Ora le cose stanno cambiando. In peggio. È possibile cambiare in peggio. Ecco l’insegnamento di una vita che giunge al declino. La sfera della realizzazione di una ricchezza monetaria che non possiamo più chiamare capitalistica, ma post-capitalistica, ossia eminentemente finanziario- classista, come documenta l’enorme disuguaglianza su scala mondiale in tutti i continenti, assume ora un sorta di reificazione e separazione che assomiglia al processo primitivo di separazione del lavoratore dai prodotti del suo lavoro, come apparve con l’avvento del capitalismo che Ricardo e Smith descrissero prima di Marx.
Ora la finanza trasformata in globalizzazione autoriferita, ossia che circola secondo leggi di trasformazioni proprie governate dai top manager, si avvoltola su se stessa e si separa completamente dall’economia reale. La prova è nella reificazione degli stessi comportamenti degli attori economico-antropoidali di nuovo conio che sono apparsi all’orizzonte in questi trent’anni.
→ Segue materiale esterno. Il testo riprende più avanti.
use crate::error::StoreError;
use async_trait::async_trait;
use chrono::{DateTime, Utc};
use duels_protocol::model::{MatchDetails, UserId};
use std::{
    collections::{BTreeSet, HashMap},
    time::{Duration, Instant},
};
use tokio::sync::Mutex;

#[derive(Debug, Clone, PartialEq, Eq)]
pub struct Invite {
    pub inviter_id: UserId,
    pub invitee_id: UserId,
    pub match_details: MatchDetails,
    pub created_at: DateTime<Utc>,
    pub expires_at: Instant,
}

impl Invite {
    fn is_live(&self, now: Instant) -> bool {
        self.expires_at > now
    }
}

/// Direct invitations, at most one outstanding per inviter.
///
/// Accept, decline and cancel all resolve to `Ok(None)` when the invite is
/// already gone; callers treat that as a benign race.
#[async_trait]
pub trait Invitations: Send + Sync {
    async fn create_invite(
        &self,
        inviter_id: UserId,
        invitee_id: UserId,
        match_details: MatchDetails,
    ) -> Result<bool, StoreError>;

    async fn pending_invites(&self, invitee_id: UserId) -> Result<Vec<Invite>, StoreError>;

    async fn invite_details(&self, inviter_id: UserId) -> Result<Option<Invite>, StoreError>;

    async fn accept_invite(
        &self,
        inviter_id: UserId,
        invitee_id: UserId,
    ) -> Result<Option<Invite>, StoreError>;

    async fn decline_invite(
        &self,
        inviter_id: UserId,
        invitee_id: UserId,
    ) -> Result<Option<Invite>, StoreError>;

    async fn cancel_invite(&self, inviter_id: UserId) -> Result<Option<Invite>, StoreError>;

    async fn prune_expired(&self) -> Result<usize, StoreError>;
}

#[derive(Debug, Default)]
struct InviteTables {
    outgoing: HashMap<UserId, Invite>,
    incoming: HashMap<UserId, BTreeSet<UserId>>,
}

impl InviteTables {
    fn insert(&mut self, invite: Invite) {
        self.incoming
            .entry(invite.invitee_id)
            .or_default()
            .insert(invite.inviter_id);
        self.outgoing.insert(invite.inviter_id, invite);
    }

    fn remove(&mut self, inviter_id: UserId) -> Option<Invite> {
        let invite = self.outgoing.remove(&inviter_id)?;
        if let Some(inviters) = self.incoming.get_mut(&invite.invitee_id) {
            inviters.remove(&inviter_id);
            if inviters.is_empty() {
                self.incoming.remove(&invite.invitee_id);
            }
        }
        Some(invite)
    }

    /// Removes the invite only if it is live and addressed to `invitee_id`.
    fn resolve(
        &mut self,
        inviter_id: UserId,
        invitee_id: Option<UserId>,
        now: Instant,
    ) -> Option<Invite> {
        let invite = self.outgoing.get(&inviter_id)?;
        if !invite.is_live(now) {
            self.remove(inviter_id);
            return None;
        }
        if invitee_id.is_some_and(|invitee_id| invite.invitee_id != invitee_id) {
            return None;
        }
        self.remove(inviter_id)
    }

    fn prune(&mut self, now: Instant) -> usize {
        let expired: Vec<UserId> = self
            .outgoing
            .values()
            .filter(|invite| !invite.is_live(now))
            .map(|invite| invite.inviter_id)
            .collect();
        for inviter_id in &expired {
            self.remove(*inviter_id);
        }
        expired.len()
    }
}

#[derive(Debug)]
pub struct InviteStore {
    ttl: Duration,
    tables: Mutex<InviteTables>,
}

impl InviteStore {
    pub fn new(ttl: Duration) -> Self {
        Self {
            ttl,
            tables: Mutex::new(InviteTables::default()),
        }
    }

    pub async fn create_invite_at(
        &self,
        inviter_id: UserId,
        invitee_id: UserId,
        match_details: MatchDetails,
        now: Instant,
    ) -> bool {
        let mut tables = self.tables.lock().await;
        if let Some(existing) = tables.outgoing.get(&inviter_id) {
            if existing.is_live(now) {
                return false;
            }
            tables.remove(inviter_id);
        }

        tables.insert(Invite {
            inviter_id,
            invitee_id,
            match_details,
            created_at: Utc::now(),
            expires_at: now + self.ttl,
        });
        true
    }

    pub async fn pending_invites_at(&self, invitee_id: UserId, now: Instant) -> Vec<Invite> {
        let tables = self.tables.lock().await;
        let Some(inviters) = tables.incoming.get(&invitee_id) else {
            return Vec::new();
        };

        let mut invites: Vec<Invite> = inviters
            .iter()
            .filter_map(|inviter_id| tables.outgoing.get(inviter_id))
            .filter(|invite| invite.is_live(now))
            .cloned()
            .collect();
        invites.sort_by_key(|invite| invite.created_at);
        invites
    }

    pub async fn resolve_at(
        &self,
        inviter_id: UserId,
        invitee_id: Option<UserId>,
        now: Instant,
    ) -> Option<Invite> {
        self.tables.lock().await.resolve(inviter_id, invitee_id, now)
    }

    pub async fn prune_expired_at(&self, now: Instant) -> usize {
        self.tables.lock().await.prune(now)
    }

    #[cfg(test)]
    async fn index_sizes(&self) -> (usize, usize) {
        let tables = self.tables.lock().await;
        (tables.outgoing.len(), tables.incoming.len())
    }
}

#[async_trait]
impl Invitations for InviteStore {
    async fn create_invite(
        &self,
        inviter_id: UserId,
        invitee_id: UserId,
        match_details: MatchDetails,
    ) -> Result<bool, StoreError> {
        Ok(self
            .create_invite_at(inviter_id, invitee_id, match_details, Instant::now())
            .await)
    }

    async fn pending_invites(&self, invitee_id: UserId) -> Result<Vec<Invite>, StoreError> {
        Ok(self.pending_invites_at(invitee_id, Instant::now()).await)
    }

    async fn invite_details(&self, inviter_id: UserId) -> Result<Option<Invite>, StoreError> {
        let now = Instant::now();
        Ok(self
            .tables
            .lock()
            .await
            .outgoing
            .get(&inviter_id)
            .filter(|invite| invite.is_live(now))
            .cloned())
    }

    async fn accept_invite(
        &self,
        inviter_id: UserId,
        invitee_id: UserId,
    ) -> Result<Option<Invite>, StoreError> {
        Ok(self
            .resolve_at(inviter_id, Some(invitee_id), Instant::now())
            .await)
    }

    async fn decline_invite(
        &self,
        inviter_id: UserId,
        invitee_id: UserId,
    ) -> Result<Option<Invite>, StoreError> {
        Ok(self
            .resolve_at(inviter_id, Some(invitee_id), Instant::now())
            .await)
    }

    async fn cancel_invite(&self, inviter_id: UserId) -> Result<Option<Invite>, StoreError> {
        Ok(self.resolve_at(inviter_id, None, Instant::now()).await)
    }

    async fn prune_expired(&self) -> Result<usize, StoreError> {
        Ok(self.prune_expired_at(Instant::now()).await)
    }
}

#[cfg(test)]
mod tests {
    use super::*;

    const TTL: Duration = Duration::from_secs(180);

    fn details() -> MatchDetails {
        MatchDetails {
            is_rated: true,
            difficulties: vec![],
            tags: vec![1],
        }
    }

    #[tokio::test]
    async fn second_invite_from_same_inviter_is_refused() {
        let store = InviteStore::new(TTL);
        let now = Instant::now();

        assert!(store.create_invite_at(1, 2, details(), now).await);
        assert!(!store.create_invite_at(1, 3, details(), now).await);
        assert!(store.pending_invites_at(3, now).await.is_empty());
    }

    #[tokio::test]
    async fn resolved_invite_cannot_be_accepted_again() {
        let store = InviteStore::new(TTL);
        let now = Instant::now();
        store.create_invite_at(1, 2, details(), now).await;

        let accepted = store.resolve_at(1, Some(2), now).await.expect("live invite");
        assert_eq!(accepted.invitee_id, 2);
        assert!(store.resolve_at(1, Some(2), now).await.is_none());
        assert_eq!(store.index_sizes().await, (0, 0));
    }

    #[tokio::test]
    async fn decline_then_accept_reports_not_found() {
        let store = InviteStore::new(TTL);
        store
            .create_invite(1, 2, details())
            .await
            .expect("create should pass");

        assert!(store.decline_invite(1, 2).await.expect("decline").is_some());
        assert_eq!(store.accept_invite(1, 2).await, Ok(None));
    }

    #[tokio::test]
    async fn only_the_addressed_invitee_can_resolve() {
        let store = InviteStore::new(TTL);
        let now = Instant::now();
        store.create_invite_at(1, 2, details(), now).await;

        assert!(store.resolve_at(1, Some(3), now).await.is_none());
        assert_eq!(store.pending_invites_at(2, now).await.len(), 1);
    }

    #[tokio::test]
    async fn expired_invite_is_invisible_and_replaceable() {
        let store = InviteStore::new(TTL);
        let now = Instant::now();
        store.create_invite_at(1, 2, details(), now).await;

        let later = now + TTL;
        assert!(store.pending_invites_at(2, later).await.is_empty());
        assert!(store.resolve_at(1, Some(2), later).await.is_none());
        assert!(store.create_invite_at(1, 3, details(), later).await);
        assert_eq!(store.pending_invites_at(3, later).await.len(), 1);
    }

    #[tokio::test]
    async fn prune_removes_invite_and_both_indexes() {
        let store = InviteStore::new(TTL);
        let now = Instant::now();
        store.create_invite_at(1, 9, details(), now).await;
        store
            .create_invite_at(2, 9, details(), now + Duration::from_secs(100))
            .await;

        assert_eq!(store.prune_expired_at(now + TTL).await, 1);
        assert_eq!(store.index_sizes().await, (1, 1));

        let pending = store.pending_invites_at(9, now + TTL).await;
        assert_eq!(pending.len(), 1);
        assert_eq!(pending[0].inviter_id, 2);
    }

    #[tokio::test]
    async fn cancel_is_idempotent() {
        let store = InviteStore::new(TTL);
        store.create_invite(1, 2, details()).await.expect("create");

        assert!(store.cancel_invite(1).await.expect("cancel").is_some());
        assert_eq!(store.cancel_invite(1).await, Ok(None));
        assert_eq!(store.invite_details(1).await, Ok(None));
    }
}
Vediamo un caso concreto. Nei giorni scorsi le borse hanno esultato dopo che Draghi ha annunciato che interverrà per frenare la deflazione. Ma Draghi non ha fatto un bel nulla sinora. Ma annuncia e questo reifica il processo di creazione del valore da creatore di profitto in creatore di super-rendita finanziaria a vantaggio di una cuspide. E ciò avviene col sol tocco di un processo di comunicazione che consente e insieme dà il via a comportamenti che creano ancor più tragedie di basso livello spettacolare, ma di alta pericolosità sociale. E Abe, primo Ministro del Giappone, deve sentire le dure parole del suo governatore della banca centrale che suonano come un verdetto di morte per un’economia che si sarebbe dovuta risvegliare solo grazie all’enorme aumento della massa monetaria in circolazione.
I tassi del debito pubblico italiano crollano e tutti sono ansiosi di guadagnare marginalità finanziarie attendendo la cascata monetaria che in varie forme la Bce dovrebbe scatenare in Europa nonostante gli avvertimenti che ci vengono dal Giappone. Ossia che non basta la moneta per creare merci e per renderle solvibili, ossia per rimettere in moto la crescita. Certo, meglio di nulla! Ma se il sistema sociale non produce contestualmente propensione agli investimenti (perche è l’investimento che crea il profitto e non viceversa) la circolazione e la trasformazione del denaro in merce non si realizza e tutti restiamo al palo.
Si guardi alla Cina: se vi è un Paese che può creare moneta quando e come vuole è la Cina, nazione terroristico-burocratico a capitalismo monopolistico di Stato con liquidità illimitata. Ebbene, il pericolo più grave che oggi la sovrasta non è l’inflazione o la deflazione, ma la bolla immobiliare che rischia di far implodere non solo le shadow banks cinesi impegnate nella moltiplicazione alle stelle di ciò che fu ed è la bolla immobiliare spagnola, ma che pone in pericolo decine di nazioni che esportano nell’impero di mezzo acciaio, rame, laterizio e tutto ciò che serve per creare abitazioni che non abita nessuno e che nessuno abiterà più, con una decadenza che non ha limiti vista l’ampiezza (non la crescita…) demografica della Cina.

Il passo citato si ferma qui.